What lines in the entries below contain the word "finish"? Copy all of them.

----

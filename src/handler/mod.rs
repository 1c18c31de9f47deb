//! Handler lifecycle subsystem.
//!
//! # Data Flow
//! ```text
//! RouteMatch::Found { route, args }
//!     → pipeline.rs (fresh handler from the route factory)
//!     → context.rs (bind request, response sink, app, route params)
//!     → hooks: initialize → [xsrf check] → prepare → verb method → finish
//!     → pipeline.rs (recovery, access log)
//!     → CompletedResponse
//! ```
//!
//! # Design Decisions
//! - One handler value per request, never reused
//! - Handlers implement [`RequestHandler`]; every hook has a default
//! - Verb methods default to 405 instead of being looked up by name
//! - Early exits are `Err(Halt)` values, not panics

pub mod context;
pub mod error;
pub mod pipeline;
pub mod redirect;
pub mod static_files;

use axum::http::Method;
use serde_json::Value;

pub use context::HandlerContext;
pub use error::{Halt, HandlerResult, HttpError};
pub use pipeline::{CompletedResponse, Dispatcher};
pub use redirect::RedirectHandler;
pub use static_files::StaticFileHandler;

use crate::security::xsrf;
use crate::templates::TemplateFunctions;

/// Per-route configuration handed to [`RequestHandler::initialize`].
pub type Params = serde_json::Map<String, Value>;

/// Positional arguments captured from the request path.
#[derive(Debug, Clone, Default, PartialEq, Eq)]
pub struct PathArgs(Vec<String>);

impl PathArgs {
    pub fn new(args: Vec<String>) -> Self {
        Self(args)
    }

    pub fn len(&self) -> usize {
        self.0.len()
    }

    pub fn is_empty(&self) -> bool {
        self.0.is_empty()
    }

    pub fn as_slice(&self) -> &[String] {
        &self.0
    }

    pub fn get(&self, index: usize) -> Option<&str> {
        self.0.get(index).map(String::as_str)
    }

    /// Bind exactly `N` arguments.
    ///
    /// The dispatcher has already checked the count against
    /// [`RequestHandler::path_args`]; this is the typed binding, and fails
    /// the same way (400) for a handler that declared no count.
    pub fn exactly<const N: usize>(&self) -> Result<[&str; N], Halt> {
        if self.0.len() != N {
            tracing::error!(expected = N, captured = self.0.len(), "path arguments do not match handler");
            return Err(HttpError::bad_request(format!(
                "handler expects {N} path arguments, route captured {}",
                self.0.len()
            ))
            .into());
        }
        Ok(std::array::from_fn(|i| self.0[i].as_str()))
    }
}

/// The capability set of a request handler.
///
/// Implementors override the verb methods they serve and any lifecycle hook
/// they need. State shared by all handlers (request, response, status,
/// cookies, XSRF token) lives in the [`HandlerContext`] passed to each call.
pub trait RequestHandler: Send + 'static {
    /// Handler-specific setup from the route's configuration.
    fn initialize(&mut self, _ctx: &mut HandlerContext, _params: &Params) -> HandlerResult {
        Ok(())
    }

    /// Customize the baseline response headers.
    fn set_default_headers(&mut self, _ctx: &mut HandlerContext) {}

    /// Verify the XSRF token of a state-mutating request.
    fn check_xsrf_cookie(&mut self, ctx: &mut HandlerContext) -> HandlerResult {
        xsrf::check_xsrf_cookie(ctx)
    }

    /// Common pre-processing before the verb method.
    fn prepare(&mut self, _ctx: &mut HandlerContext) -> HandlerResult {
        Ok(())
    }

    /// Number of path arguments the verb method for `method` takes.
    ///
    /// A request whose route captured a different number fails with 400
    /// before the verb method runs. The default is zero, so handlers on
    /// routes with capture groups declare their count. `None` accepts any
    /// count.
    fn path_args(&self, _method: &Method) -> Option<usize> {
        Some(0)
    }

    fn get(&mut self, ctx: &mut HandlerContext, _args: &PathArgs) -> HandlerResult {
        Err(method_not_allowed(ctx))
    }

    fn head(&mut self, ctx: &mut HandlerContext, _args: &PathArgs) -> HandlerResult {
        Err(method_not_allowed(ctx))
    }

    fn post(&mut self, ctx: &mut HandlerContext, _args: &PathArgs) -> HandlerResult {
        Err(method_not_allowed(ctx))
    }

    fn delete(&mut self, ctx: &mut HandlerContext, _args: &PathArgs) -> HandlerResult {
        Err(method_not_allowed(ctx))
    }

    fn patch(&mut self, ctx: &mut HandlerContext, _args: &PathArgs) -> HandlerResult {
        Err(method_not_allowed(ctx))
    }

    fn put(&mut self, ctx: &mut HandlerContext, _args: &PathArgs) -> HandlerResult {
        Err(method_not_allowed(ctx))
    }

    fn options(&mut self, ctx: &mut HandlerContext, _args: &PathArgs) -> HandlerResult {
        Err(method_not_allowed(ctx))
    }

    /// Post-processing after a successful verb method.
    fn finish(&mut self, _ctx: &mut HandlerContext) {}

    /// Values merged into every template context this handler renders.
    fn template_namespace(&mut self, ctx: &mut HandlerContext) -> Params {
        ctx.template_namespace()
    }

    /// Functions visible to the templates this handler renders.
    fn template_functions(&mut self, _ctx: &mut HandlerContext) -> TemplateFunctions {
        TemplateFunctions::new()
    }

    /// Render a template to bytes.
    ///
    /// Override together with the `custom_templates` setting to plug in a
    /// different engine.
    fn render_bytes(
        &mut self,
        ctx: &mut HandlerContext,
        template: &str,
        context: &Value,
    ) -> Result<Vec<u8>, Halt> {
        let namespace = self.template_namespace(ctx);
        let functions = self.template_functions(ctx);
        ctx.render_template(template, context, namespace, &functions)
    }

    /// Render a template and write it to the response.
    fn render(&mut self, ctx: &mut HandlerContext, template: &str, context: &Value) -> HandlerResult {
        let html = self.render_bytes(ctx, template, context)?;
        ctx.write(&html);
        Ok(())
    }
}

fn method_not_allowed(ctx: &mut HandlerContext) -> Halt {
    tracing::warn!(method = %ctx.request().method(), path = %ctx.request().path(), "no handler method for verb");
    ctx.raise_http_error(405, "method not allowed")
}

/// A handler with no verb methods; every request gets 405.
#[cfg(test)]
#[derive(Debug, Default)]
pub(crate) struct EmptyHandler;

#[cfg(test)]
impl RequestHandler for EmptyHandler {}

----

# RESPONSE TO THE EXERCISE
//!     → hooks: initialize → [xsrf check] → prepare → verb method → finish
    fn finish(&mut self, _ctx: &mut HandlerContext) {}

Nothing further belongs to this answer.